Sujet de l’un de ses plus célèbres clichés, l’actrice Faye Dunaway a été sa muse. Elle apparaît dans son premier film Portrait d’une enfant déchue, lançant sa carrière de cinématographe. Jerry Schatzberg évoque avec nostalgie ce temps en revanant sur la vie de plateau. « Diriger les acteurs ou actrices a été ce qui m’a le plus fait peur au début de ma carrière de réalisateur. Ils ont leur propre langage qu’il faut adopter. Plus que la photographie, le cinéma oblige à savoir se faire comprendre. Pour autant, Woody Allen ne parle jamais, et c’est un génie. » A l’époque acclamé, aujourd’hui un peu oublié, Jerry Schatzberg obtient tout de même en 1973 la Palme d’Or du festival de Cannes pour L’épouvantail, avec Gene Hackman et Al Pacino. En filmant l’Amérique des parias grâce à une succession de petites scènes, vécues ou racontées, il dessine le portrait d’une société fondée sur la violence. La métaphore de l’épouvantail, résume joliment le point de vue d’un homme qui, à 83 ans, semble toujours croire en l’homme et en sa capacité de changement.

Et chez Schatzberg, pour qui chaque vrai photographe possède une âme d’enfant, le changement passe par la sensibilité. Celle qui l’a poussé à vouer son temps aux femmes, cherchant à capter leur moindre mouvement. Celle qui le pousse à présent à faire connaître toutes ces photographies inédites. Women Then, qui vient de sortir fin octobre chez Rizzoli, est un hommage. « Je suis tombé amoureux de toutes les femmes que j’ai photographiées, livre-t-il. Dans la rue, elles posent naturellement comme des modèles. Pas besoin de les mettre dans un studio. J’aime les voir belles, apprécier la façon honnête avec laquelle elles portent des vêtements, j’aime observer leur humanité, leur humour. » Le résultat est un condensé de scènes sensuelles, cocasses ou simplement drôles : Julie Andrews suce son pouce.
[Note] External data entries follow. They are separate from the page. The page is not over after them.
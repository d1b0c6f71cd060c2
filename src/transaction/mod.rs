pub mod lock_manager;
pub mod transaction;
pub mod transaction_manager;

pub use lock_manager::{LockManager, LockMode};
pub use transaction::{
    AbortReason, IsolationLevel, TableId, Transaction, TransactionId, TransactionState,
    INVALID_TRANSACTION_ID,
};
pub use transaction_manager::TransactionManager;
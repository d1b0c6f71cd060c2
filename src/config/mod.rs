use std::time::Duration;

/// Victim-selection policy used by the buffer pool.
#[derive(Debug, Clone, Copy, PartialEq, Eq)]
pub enum ReplacerStrategy {
    Lru,
    Clock,
    LruK,
}

#[derive(Debug, Clone, Copy)]
pub struct BufferPoolConfig {
    pub buffer_pool_size: usize,
    pub replacer: ReplacerStrategy,
    /// K parameter when `replacer` is `LruK`.
    pub lru_k_k: usize,
}

impl Default for BufferPoolConfig {
    fn default() -> Self {
        BufferPoolConfig {
            buffer_pool_size: 1024,
            replacer: ReplacerStrategy::LruK,
            lru_k_k: 2,
        }
    }
}

#[derive(Debug, Clone, Copy)]
pub struct BTreeConfig {
    /// Fixed width of every index key, in bytes.
    pub key_size: usize,
    pub leaf_max_size: u32,
    pub internal_max_size: u32,
}

impl Default for BTreeConfig {
    fn default() -> Self {
        BTreeConfig {
            key_size: 8,
            leaf_max_size: 32,
            internal_max_size: 32,
        }
    }
}

#[derive(Debug, Clone, Copy)]
pub struct HashIndexConfig {
    pub key_size: usize,
    /// Slot capacity of a single bucket page.
    pub bucket_max_size: u32,
}

impl Default for HashIndexConfig {
    fn default() -> Self {
        HashIndexConfig {
            key_size: 8,
            bucket_max_size: 64,
        }
    }
}

#[derive(Debug, Clone, Copy)]
pub struct LockManagerConfig {
    pub cycle_detection_interval: Duration,
    pub enable_cycle_detection: bool,
}

impl Default for LockManagerConfig {
    fn default() -> Self {
        LockManagerConfig {
            cycle_detection_interval: Duration::from_millis(50),
            enable_cycle_detection: true,
        }
    }
}

#[derive(Debug, Clone, Copy)]
pub struct IoSchedulerConfig {
    /// Number of I/O worker threads.
    pub workers: usize,
}

impl IoSchedulerConfig {
    pub fn default_workers() -> usize {
        std::thread::available_parallelism()
            .map(|n| n.get())
            .unwrap_or(1)
            .min(4)
    }
}

impl Default for IoSchedulerConfig {
    fn default() -> Self {
        IoSchedulerConfig {
            workers: Self::default_workers(),
        }
    }
}
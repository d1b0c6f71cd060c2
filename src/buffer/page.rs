use std::mem::ManuallyDrop;
use std::sync::atomic::AtomicU32;
use std::sync::Arc;

use log::warn;
use parking_lot::lock_api::{ArcRwLockReadGuard, ArcRwLockWriteGuard};
use parking_lot::RawRwLock;

use crate::buffer::buffer_pool::{FrameData, FrameId};
use crate::buffer::BufferManager;

pub type PageId = u32;
pub type AtomicPageId = AtomicU32;

pub const INVALID_PAGE_ID: PageId = 0;
pub const PAGE_SIZE: usize = 4096;

type FrameReadGuard = ArcRwLockReadGuard<RawRwLock, FrameData>;
type FrameWriteGuard = ArcRwLockWriteGuard<RawRwLock, FrameData>;

/// Shared latch on a resident page, holding one pin.
///
/// Dropping the guard releases the latch first and then unpins, so the frame
/// can never be recycled while its bytes are still readable through the
/// guard.
#[derive(Debug)]
pub struct ReadPageGuard {
    bpm: Arc<BufferManager>,
    page_id: PageId,
    frame_id: FrameId,
    guard: ManuallyDrop<FrameReadGuard>,
}

impl ReadPageGuard {
    pub fn page_id(&self) -> PageId {
        self.page_id
    }

    pub fn frame_id(&self) -> FrameId {
        self.frame_id
    }

    pub fn data(&self) -> &[u8] {
        &self.guard[..]
    }

    pub fn pin_count(&self) -> u32 {
        self.bpm.buffer_pool().frame_meta(self.frame_id).pin_count
    }
}

impl Drop for ReadPageGuard {
    fn drop(&mut self) {
        unsafe {
            ManuallyDrop::drop(&mut self.guard);
        }
        if !self.bpm.unpin_page(self.page_id, false) {
            warn!("unpin of page {} failed: not resident or not pinned", self.page_id);
        }
    }
}

/// Exclusive latch on a resident page, holding one pin.
///
/// Any access through `data_mut` marks the page dirty; the dirty bit is
/// folded into the frame metadata when the guard drops.
#[derive(Debug)]
pub struct WritePageGuard {
    bpm: Arc<BufferManager>,
    page_id: PageId,
    frame_id: FrameId,
    dirty: bool,
    guard: ManuallyDrop<FrameWriteGuard>,
}

impl WritePageGuard {
    pub fn page_id(&self) -> PageId {
        self.page_id
    }

    pub fn frame_id(&self) -> FrameId {
        self.frame_id
    }

    pub fn data(&self) -> &[u8] {
        &self.guard[..]
    }

    pub fn data_mut(&mut self) -> &mut [u8] {
        self.dirty = true;
        &mut self.guard[..]
    }

    pub fn mark_dirty(&mut self) {
        self.dirty = true;
    }

    pub fn is_dirty(&self) -> bool {
        self.dirty
    }

    /// Replace the page image wholesale, e.g. from a freshly encoded node.
    pub fn overwrite(&mut self, data: &[u8]) {
        debug_assert_eq!(data.len(), PAGE_SIZE);
        self.data_mut().copy_from_slice(data);
    }

    pub fn pin_count(&self) -> u32 {
        self.bpm.buffer_pool().frame_meta(self.frame_id).pin_count
    }
}

impl Drop for WritePageGuard {
    fn drop(&mut self) {
        unsafe {
            ManuallyDrop::drop(&mut self.guard);
        }
        if !self.bpm.unpin_page(self.page_id, self.dirty) {
            warn!("unpin of page {} failed: not resident or not pinned", self.page_id);
        }
    }
}

pub(crate) fn new_read_guard(
    bpm: Arc<BufferManager>,
    frame_id: FrameId,
    page_id: PageId,
) -> ReadPageGuard {
    let lock = bpm.buffer_pool().frame_lock(frame_id);
    let guard = lock.read_arc();
    ReadPageGuard {
        bpm,
        page_id,
        frame_id,
        guard: ManuallyDrop::new(guard),
    }
}

pub(crate) fn new_write_guard(
    bpm: Arc<BufferManager>,
    frame_id: FrameId,
    page_id: PageId,
) -> WritePageGuard {
    let lock = bpm.buffer_pool().frame_lock(frame_id);
    let guard = lock.write_arc();
    WritePageGuard {
        bpm,
        page_id,
        frame_id,
        dirty: false,
        guard: ManuallyDrop::new(guard),
    }
}
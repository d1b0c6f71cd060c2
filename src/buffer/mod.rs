pub mod buffer_manager;
pub mod buffer_pool;
pub mod page;
pub mod parallel;

pub use buffer_manager::BufferManager;
pub use buffer_pool::{BufferPool, FrameId, FrameMeta};
pub use page::{
    AtomicPageId, PageId, ReadPageGuard, WritePageGuard, INVALID_PAGE_ID, PAGE_SIZE,
};
pub use parallel::ParallelBufferManager;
Claudia Cardinale tripe son nez « comme un animal », l’actrice Sharon Tate est nue dans son bain et les mannequins de Catherine Harlé fêtent la fin d’une séance photo à Paris.

« Je ne compare pas la photographie digitale à l’argentique ». En professionnel de l’image, Schatzberg sait vivre avec son temps. « Car si la photographie a un sens, poursuit-il, c’est bien d’être liée au journalisme et à l’estimation de son époque. C’est un enregistrement du temps. » Et, malgré son âge avancé, il envisage enore de produire. Ses projets : peut-être de prochains volumes consacrés aux portraits ou à des clichés pris dans le métro new-yorkais. La reconnaissance de son œuvre ? « Je n’ai jamais été un bon vendeur, répond Schatzberg. Peut-être viendra-t-elle après ma mort, comme pour beaucoup. ».